Canada–Georgia relations refers to the current and historical relations between Canada and Georgia. Both nations are members of the United Nations.

The Georgian community in Canada is a total of 3,155 based on the Canadian Census 2011, having an increase compared to the 2006 Census. Most Georgian-Canadians reside in larger metropolitan areas across the country.

History
Canada recognized Georgia soon after its separation from the Soviet Union in 1991. In July 1992, Canada and Georgia formally established diplomatic relations. Since establishing diplomatic relations; relations between both nations have gradually been increasing.

In 2008 during the Russo-Georgian War, Canada strongly supported the territorial integrity and sovereignty of Georgia and its democratically elected government. Furthermore, Canada has not recognized the independence of Abkhazia and South Ossetia and continues to view them as integral parts of Georgia.

In 2011, Georgia opened a resident embassy in Ottawa. That same year, Canada opened an honorary consulate in Tbilisi. The Canadian government has committed to humanitarian assistance and a joint funding project with the United States, establishing and expanding the Explosive Remnants of War Coordination Center in Georgia. Georgia has received endorsement from Canada for eventual membership in NATO. 

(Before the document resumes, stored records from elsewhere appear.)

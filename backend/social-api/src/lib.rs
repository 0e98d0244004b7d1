pub mod app_state;
pub mod config;
pub mod error;
pub mod handlers;
pub mod metrics;
pub mod middleware;
pub mod models;
pub mod pagination;
pub mod routes;
pub mod services;
pub mod visibility;

pub use app_state::AppState;
pub use config::Config;
pub use error::{AppError, Result};
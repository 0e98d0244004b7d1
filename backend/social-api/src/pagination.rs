//! Offset pagination shared by the list endpoints.
//!
//! Query parameters keep the client-facing camelCase names (`pageNum`,
//! `pageSize`). They are read as strings so that garbage values fall back to
//! the defaults instead of failing the request.

use serde::{Deserialize, Serialize};

pub const DEFAULT_PAGE_NUM: i64 = 1;
pub const DEFAULT_PAGE_SIZE: i64 = 10;
pub const MAX_PAGE_SIZE: i64 = 100;

#[derive(Debug, Clone, Default, Deserialize)]
pub struct PageQuery {
    #[serde(rename = "pageNum")]
    pub page_num: Option<String>,
    #[serde(rename = "pageSize")]
    pub page_size: Option<String>,
    pub keyword: Option<String>,
}

/// A normalised page request.
#[derive(Debug, Clone, PartialEq, Eq)]
pub struct Page {
    pub num: i64,
    pub size: i64,
    pub keyword: Option<String>,
}

impl Default for Page {
    fn default() -> Self {
        Self {
            num: DEFAULT_PAGE_NUM,
            size: DEFAULT_PAGE_SIZE,
            keyword: None,
        }
    }
}

fn positive_or(raw: Option<&str>, default: i64) -> i64 {
    raw.and_then(|v| v.trim().parse::<i64>().ok())
        .filter(|v| *v >= 1)
        .unwrap_or(default)
}

impl From<&PageQuery> for Page {
    fn from(query: &PageQuery) -> Self {
        let keyword = query
            .keyword
            .as_deref()
            .map(str::trim)
            .filter(|k| !k.is_empty())
            .map(String::from);

        Self {
            num: positive_or(query.page_num.as_deref(), DEFAULT_PAGE_NUM),
            size: positive_or(query.page_size.as_deref(), DEFAULT_PAGE_SIZE).min(MAX_PAGE_SIZE),
            keyword,
        }
    }
}

impl Page {
    pub fn limit(&self) -> i64 {
        self.size
    }

    /// Saturates for page numbers far past the last row.
    pub fn offset(&self) -> i64 {
        (self.num - 1).saturating_mul(self.size)
    }

    /// `%keyword%` for ILIKE filters.
    pub fn keyword_pattern(&self) -> Option<String> {
        self.keyword.as_ref().map(|k| format!("%{}%", k))
    }

    /// Case-insensitive substring match against any of `fields`; true when
    /// no keyword is set.
    pub fn matches_keyword(&self, fields: &[&str]) -> bool {
        match &self.keyword {
            None => true,
            Some(keyword) => {
                let needle = keyword.to_lowercase();
                fields.iter().any(|f| f.to_lowercase().contains(&needle))
            }
        }
    }
}

#[derive(Debug, Clone, Serialize, Deserialize, PartialEq)]
pub struct PageResponse<T> {
    pub page_num: i64,
    pub page_size: i64,
    pub total_pages: i64,
    pub total_records: i64,
    pub data: Vec<T>,
}

impl<T> PageResponse<T> {
    pub fn new(page: &Page, total_records: i64, data: Vec<T>) -> Self {
        let total_pages = (total_records + page.size - 1) / page.size;
        Self {
            page_num: page.num,
            page_size: page.size,
            total_pages,
            total_records,
            data,
        }
    }

    pub fn map<U, F: FnMut(T) -> U>(self, f: F) -> PageResponse<U> {
        PageResponse {
            page_num: self.page_num,
            page_size: self.page_size,
            total_pages: self.total_pages,
            total_records: self.total_records,
            data: self.data.into_iter().map(f).collect(),
        }
    }
}

#[cfg(test)]
mod tests {
    use super::*;

    fn query(num: Option<&str>, size: Option<&str>, keyword: Option<&str>) -> PageQuery {
        PageQuery {
            page_num: num.map(String::from),
            page_size: size.map(String::from),
            keyword: keyword.map(String::from),
        }
    }

    #[test]
    fn test_defaults_when_missing() {
        let page = Page::from(&PageQuery::default());
        assert_eq!(page, Page::default());
        assert_eq!(page.offset(), 0);
        assert_eq!(page.limit(), 10);
    }

    #[test]
    fn test_garbage_and_non_positive_fall_back() {
        let page = Page::from(&query(Some("abc"), Some("0"), None));
        assert_eq!(page.num, 1);
        assert_eq!(page.size, 10);

        let page = Page::from(&query(Some("-3"), Some("-1"), None));
        assert_eq!(page.num, 1);
        assert_eq!(page.size, 10);
    }

    #[test]
    fn test_offset_and_cap() {
        let page = Page::from(&query(Some("3"), Some("20"), None));
        assert_eq!(page.offset(), 40);

        let page = Page::from(&query(Some("1"), Some("1000"), None));
        assert_eq!(page.size, MAX_PAGE_SIZE);
    }

    #[test]
    fn test_huge_page_number_saturates_offset() {
        let page = Page::from(&query(Some("9223372036854775807"), Some("10"), None));
        assert_eq!(page.num, i64::MAX);
        assert_eq!(page.offset(), i64::MAX);

        let resp = PageResponse::new(&page, 3, Vec::<i64>::new());
        assert_eq!(resp.total_pages, 1);
        assert!(resp.data.is_empty());
    }

    #[test]
    fn test_keyword_is_trimmed_and_blank_ignored() {
        let page = Page::from(&query(None, None, Some("  cat ")));
        assert_eq!(page.keyword.as_deref(), Some("cat"));
        assert_eq!(page.keyword_pattern().as_deref(), Some("%cat%"));

        let page = Page::from(&query(None, None, Some("   ")));
        assert_eq!(page.keyword, None);
        assert!(page.matches_keyword(&["anything"]));
    }

    #[test]
    fn test_matches_keyword_case_insensitive() {
        let page = Page::from(&query(None, None, Some("CaT")));
        assert!(page.matches_keyword(&["dog", "my cats"]));
        assert!(!page.matches_keyword(&["dog", "bird"]));
    }

    #[test]
    fn test_total_pages_rounds_up() {
        let page = Page::from(&query(Some("1"), Some("10"), None));
        assert_eq!(PageResponse::new(&page, 0, Vec::<i64>::new()).total_pages, 0);
        assert_eq!(PageResponse::new(&page, 10, Vec::<i64>::new()).total_pages, 1);
        assert_eq!(PageResponse::new(&page, 11, Vec::<i64>::new()).total_pages, 2);
    }

    #[test]
    fn test_map_keeps_page_info() {
        let page = Page::from(&query(Some("2"), Some("2"), None));
        let mapped = PageResponse::new(&page, 5, vec![1, 2]).map(|n| n * 10);
        assert_eq!(mapped.data, vec![10, 20]);
        assert_eq!(mapped.page_num, 2);
        assert_eq!(mapped.total_pages, 3);
    }
}
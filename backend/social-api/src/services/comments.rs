use async_trait::async_trait;
use sqlx::PgPool;

use super::{map_constraint_error, CommentStore};
use crate::error::Result;
use crate::models::Comment;
use crate::pagination::Page;

pub struct PgCommentStore {
    pool: PgPool,
}

impl PgCommentStore {
    pub fn new(pool: PgPool) -> Self {
        Self { pool }
    }
}

#[async_trait]
impl CommentStore for PgCommentStore {
    async fn create(&self, post_id: i64, user_id: i64, content: &str) -> Result<Comment> {
        sqlx::query_as::<_, Comment>(
            "INSERT INTO comments (post_id, user_id, content) VALUES ($1, $2, $3)
             RETURNING id, created_at, post_id, user_id, content",
        )
        .bind(post_id)
        .bind(user_id)
        .bind(content)
        .fetch_one(&self.pool)
        .await
        .map_err(|e| map_constraint_error(e, "comment already exists", "post not found"))
    }

    async fn get_by_id(&self, id: i64) -> Result<Option<Comment>> {
        let comment = sqlx::query_as::<_, Comment>(
            "SELECT id, created_at, post_id, user_id, content FROM comments WHERE id = $1",
        )
        .bind(id)
        .fetch_optional(&self.pool)
        .await?;
        Ok(comment)
    }

    async fn list_by_post(&self, post_id: i64, page: &Page) -> Result<(Vec<Comment>, i64)> {
        let total: i64 = sqlx::query_scalar("SELECT COUNT(*) FROM comments WHERE post_id = $1")
            .bind(post_id)
            .fetch_one(&self.pool)
            .await?;

        let comments = sqlx::query_as::<_, Comment>(
            "SELECT id, created_at, post_id, user_id, content FROM comments
             WHERE post_id = $1
             ORDER BY created_at ASC, id ASC
             LIMIT $2 OFFSET $3",
        )
        .bind(post_id)
        .bind(page.limit())
        .bind(page.offset())
        .fetch_all(&self.pool)
        .await?;

        Ok((comments, total))
    }

    async fn delete(&self, id: i64) -> Result<bool> {
        let result = sqlx::query("DELETE FROM comments WHERE id = $1")
            .bind(id)
            .execute(&self.pool)
            .await?;
        Ok(result.rows_affected() > 0)
    }
}
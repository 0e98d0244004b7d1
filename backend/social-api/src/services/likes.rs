use async_trait::async_trait;
use sqlx::PgPool;

use super::{map_constraint_error, LikeStore};
use crate::error::Result;
use crate::models::{CommentLike, PostLike};

pub struct PgLikeStore {
    pool: PgPool,
}

impl PgLikeStore {
    pub fn new(pool: PgPool) -> Self {
        Self { pool }
    }
}

#[async_trait]
impl LikeStore for PgLikeStore {
    async fn like_post(&self, post_id: i64, user_id: i64) -> Result<PostLike> {
        sqlx::query_as::<_, PostLike>(
            "INSERT INTO post_likes (post_id, user_id) VALUES ($1, $2)
             RETURNING id, created_at, post_id, user_id",
        )
        .bind(post_id)
        .bind(user_id)
        .fetch_one(&self.pool)
        .await
        .map_err(|e| map_constraint_error(e, "already liked", "post not found"))
    }

    async fn get_post_like(&self, id: i64) -> Result<Option<PostLike>> {
        let like = sqlx::query_as::<_, PostLike>(
            "SELECT id, created_at, post_id, user_id FROM post_likes WHERE id = $1",
        )
        .bind(id)
        .fetch_optional(&self.pool)
        .await?;
        Ok(like)
    }

    async fn list_post_likes(&self, post_id: i64) -> Result<Vec<PostLike>> {
        let likes = sqlx::query_as::<_, PostLike>(
            "SELECT id, created_at, post_id, user_id FROM post_likes
             WHERE post_id = $1 ORDER BY id",
        )
        .bind(post_id)
        .fetch_all(&self.pool)
        .await?;
        Ok(likes)
    }

    async fn unlike_post(&self, id: i64) -> Result<bool> {
        let result = sqlx::query("DELETE FROM post_likes WHERE id = $1")
            .bind(id)
            .execute(&self.pool)
            .await?;
        Ok(result.rows_affected() > 0)
    }

    async fn like_comment(&self, comment_id: i64, user_id: i64) -> Result<CommentLike> {
        sqlx::query_as::<_, CommentLike>(
            "INSERT INTO comment_likes (comment_id, user_id) VALUES ($1, $2)
             RETURNING id, created_at, comment_id, user_id",
        )
        .bind(comment_id)
        .bind(user_id)
        .fetch_one(&self.pool)
        .await
        .map_err(|e| map_constraint_error(e, "already liked", "comment not found"))
    }

    async fn get_comment_like(&self, id: i64) -> Result<Option<CommentLike>> {
        let like = sqlx::query_as::<_, CommentLike>(
            "SELECT id, created_at, comment_id, user_id FROM comment_likes WHERE id = $1",
        )
        .bind(id)
        .fetch_optional(&self.pool)
        .await?;
        Ok(like)
    }

    async fn unlike_comment(&self, id: i64) -> Result<bool> {
        let result = sqlx::query("DELETE FROM comment_likes WHERE id = $1")
            .bind(id)
            .execute(&self.pool)
            .await?;
        Ok(result.rows_affected() > 0)
    }
}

In October 2011, both nations signed a memorandum of understanding to further promote economic relations.

Trade
In 2019, trade between Canada and Georgia totaled CAD$39 million. Canada's main exports to Georgia include: vehicles and equipment; machinery; animal based products; and chemical based products. Georgia's main exports to Canada include: food products; textiles; metals; and vehicles.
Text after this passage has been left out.